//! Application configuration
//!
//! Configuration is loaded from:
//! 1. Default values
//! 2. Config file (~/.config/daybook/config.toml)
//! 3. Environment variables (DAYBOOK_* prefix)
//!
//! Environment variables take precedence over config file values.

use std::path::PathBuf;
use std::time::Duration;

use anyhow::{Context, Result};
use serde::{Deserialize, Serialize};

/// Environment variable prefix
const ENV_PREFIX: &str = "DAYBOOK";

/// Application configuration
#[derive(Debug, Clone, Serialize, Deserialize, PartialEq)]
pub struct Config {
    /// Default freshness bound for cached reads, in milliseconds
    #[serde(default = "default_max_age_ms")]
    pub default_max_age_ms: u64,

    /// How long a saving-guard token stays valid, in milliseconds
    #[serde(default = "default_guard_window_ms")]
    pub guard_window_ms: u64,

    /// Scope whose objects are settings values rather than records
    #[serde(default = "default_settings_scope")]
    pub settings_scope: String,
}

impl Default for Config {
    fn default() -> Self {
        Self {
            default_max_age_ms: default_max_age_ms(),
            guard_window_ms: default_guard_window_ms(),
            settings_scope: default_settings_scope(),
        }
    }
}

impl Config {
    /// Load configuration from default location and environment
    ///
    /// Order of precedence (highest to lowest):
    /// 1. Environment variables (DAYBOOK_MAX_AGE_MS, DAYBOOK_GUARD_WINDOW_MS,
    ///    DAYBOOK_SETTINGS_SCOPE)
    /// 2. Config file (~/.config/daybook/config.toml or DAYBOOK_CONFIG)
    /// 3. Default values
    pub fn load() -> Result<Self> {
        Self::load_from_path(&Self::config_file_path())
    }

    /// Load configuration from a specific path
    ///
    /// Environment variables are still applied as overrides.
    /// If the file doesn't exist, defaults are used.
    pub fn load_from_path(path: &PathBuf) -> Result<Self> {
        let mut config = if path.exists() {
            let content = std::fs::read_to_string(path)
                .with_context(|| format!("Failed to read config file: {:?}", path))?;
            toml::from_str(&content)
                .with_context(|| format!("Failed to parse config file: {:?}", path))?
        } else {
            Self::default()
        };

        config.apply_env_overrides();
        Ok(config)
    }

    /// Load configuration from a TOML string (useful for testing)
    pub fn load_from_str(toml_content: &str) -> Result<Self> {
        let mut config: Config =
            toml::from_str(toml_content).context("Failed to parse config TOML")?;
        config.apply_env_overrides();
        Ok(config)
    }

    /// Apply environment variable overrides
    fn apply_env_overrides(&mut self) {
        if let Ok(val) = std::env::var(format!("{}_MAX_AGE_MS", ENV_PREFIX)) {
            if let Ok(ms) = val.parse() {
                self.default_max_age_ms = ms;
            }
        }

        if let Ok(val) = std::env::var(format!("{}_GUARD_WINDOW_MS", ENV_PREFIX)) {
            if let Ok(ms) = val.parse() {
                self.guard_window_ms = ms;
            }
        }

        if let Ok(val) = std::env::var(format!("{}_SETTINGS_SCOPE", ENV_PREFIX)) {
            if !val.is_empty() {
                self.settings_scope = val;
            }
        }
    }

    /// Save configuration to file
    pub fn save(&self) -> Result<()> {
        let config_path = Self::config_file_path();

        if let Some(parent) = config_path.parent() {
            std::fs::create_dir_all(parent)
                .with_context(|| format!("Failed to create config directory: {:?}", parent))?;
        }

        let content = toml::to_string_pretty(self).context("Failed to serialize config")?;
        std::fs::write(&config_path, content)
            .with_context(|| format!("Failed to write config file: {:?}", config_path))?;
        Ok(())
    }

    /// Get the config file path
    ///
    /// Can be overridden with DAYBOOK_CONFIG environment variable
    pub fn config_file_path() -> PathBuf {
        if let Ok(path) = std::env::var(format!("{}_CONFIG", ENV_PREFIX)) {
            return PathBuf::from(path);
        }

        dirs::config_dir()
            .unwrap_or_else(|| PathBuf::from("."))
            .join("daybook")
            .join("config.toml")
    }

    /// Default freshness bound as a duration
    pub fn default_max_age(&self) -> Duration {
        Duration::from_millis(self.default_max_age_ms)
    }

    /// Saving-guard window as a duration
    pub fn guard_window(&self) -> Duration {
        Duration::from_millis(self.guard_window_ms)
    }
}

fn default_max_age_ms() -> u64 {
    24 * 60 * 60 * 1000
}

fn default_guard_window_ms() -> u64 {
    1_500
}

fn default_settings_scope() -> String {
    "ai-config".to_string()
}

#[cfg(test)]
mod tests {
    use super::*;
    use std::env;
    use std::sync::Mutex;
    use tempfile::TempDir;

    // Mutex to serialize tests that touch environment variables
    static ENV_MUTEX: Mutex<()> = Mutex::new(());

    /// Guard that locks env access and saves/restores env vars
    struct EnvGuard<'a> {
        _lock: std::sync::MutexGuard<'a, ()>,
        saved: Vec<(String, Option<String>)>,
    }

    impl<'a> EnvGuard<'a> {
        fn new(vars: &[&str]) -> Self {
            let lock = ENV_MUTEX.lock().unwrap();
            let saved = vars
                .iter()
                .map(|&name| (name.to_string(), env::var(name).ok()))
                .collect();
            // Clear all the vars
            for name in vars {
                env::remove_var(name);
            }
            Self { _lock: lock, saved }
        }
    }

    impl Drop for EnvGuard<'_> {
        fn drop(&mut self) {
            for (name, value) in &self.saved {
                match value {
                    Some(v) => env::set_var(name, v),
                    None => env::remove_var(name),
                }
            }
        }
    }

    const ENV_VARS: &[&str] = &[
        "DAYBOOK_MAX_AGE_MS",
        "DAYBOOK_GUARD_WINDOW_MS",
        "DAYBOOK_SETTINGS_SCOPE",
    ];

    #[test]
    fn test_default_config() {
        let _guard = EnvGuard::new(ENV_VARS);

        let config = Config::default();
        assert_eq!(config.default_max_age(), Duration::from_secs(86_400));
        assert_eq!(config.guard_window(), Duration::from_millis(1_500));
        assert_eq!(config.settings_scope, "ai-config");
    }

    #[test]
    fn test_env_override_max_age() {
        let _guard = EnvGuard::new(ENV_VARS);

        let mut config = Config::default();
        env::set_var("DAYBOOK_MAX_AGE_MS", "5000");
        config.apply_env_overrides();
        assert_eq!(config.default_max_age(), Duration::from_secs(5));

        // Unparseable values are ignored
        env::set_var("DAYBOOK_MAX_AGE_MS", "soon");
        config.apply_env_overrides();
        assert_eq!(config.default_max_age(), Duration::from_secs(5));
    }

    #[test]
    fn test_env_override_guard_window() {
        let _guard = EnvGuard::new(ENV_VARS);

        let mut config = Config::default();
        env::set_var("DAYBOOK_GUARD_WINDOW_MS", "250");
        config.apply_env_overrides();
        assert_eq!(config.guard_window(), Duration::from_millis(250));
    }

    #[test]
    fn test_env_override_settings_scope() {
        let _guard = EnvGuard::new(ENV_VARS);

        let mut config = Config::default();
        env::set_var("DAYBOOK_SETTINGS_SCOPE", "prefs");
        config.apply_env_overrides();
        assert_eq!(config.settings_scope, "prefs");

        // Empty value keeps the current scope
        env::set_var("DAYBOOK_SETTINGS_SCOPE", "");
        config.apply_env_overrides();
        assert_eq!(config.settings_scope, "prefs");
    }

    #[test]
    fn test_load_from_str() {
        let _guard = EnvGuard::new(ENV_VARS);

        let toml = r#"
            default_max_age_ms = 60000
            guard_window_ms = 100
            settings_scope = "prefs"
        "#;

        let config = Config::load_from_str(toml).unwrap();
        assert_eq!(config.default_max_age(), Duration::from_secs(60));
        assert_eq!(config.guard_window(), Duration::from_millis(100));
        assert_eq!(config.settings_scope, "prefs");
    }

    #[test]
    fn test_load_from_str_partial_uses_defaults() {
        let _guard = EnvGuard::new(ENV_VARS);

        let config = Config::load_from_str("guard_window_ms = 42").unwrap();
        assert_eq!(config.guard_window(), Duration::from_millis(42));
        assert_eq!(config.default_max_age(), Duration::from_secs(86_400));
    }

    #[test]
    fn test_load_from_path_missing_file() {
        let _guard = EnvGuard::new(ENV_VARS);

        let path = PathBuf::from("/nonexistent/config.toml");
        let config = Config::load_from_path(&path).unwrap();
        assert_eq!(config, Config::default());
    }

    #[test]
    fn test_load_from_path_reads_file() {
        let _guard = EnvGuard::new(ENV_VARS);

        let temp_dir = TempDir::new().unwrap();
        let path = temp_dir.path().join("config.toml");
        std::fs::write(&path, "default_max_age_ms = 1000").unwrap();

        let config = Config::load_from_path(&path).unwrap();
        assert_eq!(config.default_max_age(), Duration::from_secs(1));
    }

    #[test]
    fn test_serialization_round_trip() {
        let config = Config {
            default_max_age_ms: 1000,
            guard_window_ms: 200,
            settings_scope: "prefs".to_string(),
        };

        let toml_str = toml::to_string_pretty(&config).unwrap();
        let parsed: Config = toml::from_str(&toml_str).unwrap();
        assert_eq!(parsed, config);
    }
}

####

● **Activity**
Please write out the material word for word from its first line through the line holding "use std::time::Duration;", including both, and no line past it.

● **Solution for this exercise**
//! Application configuration
//!
//! Configuration is loaded from:
//! 1. Default values
//! 2. Config file (~/.config/daybook/config.toml)
//! 3. Environment variables (DAYBOOK_* prefix)
//!
//! Environment variables take precedence over config file values.

use std::path::PathBuf;
use std::time::Duration;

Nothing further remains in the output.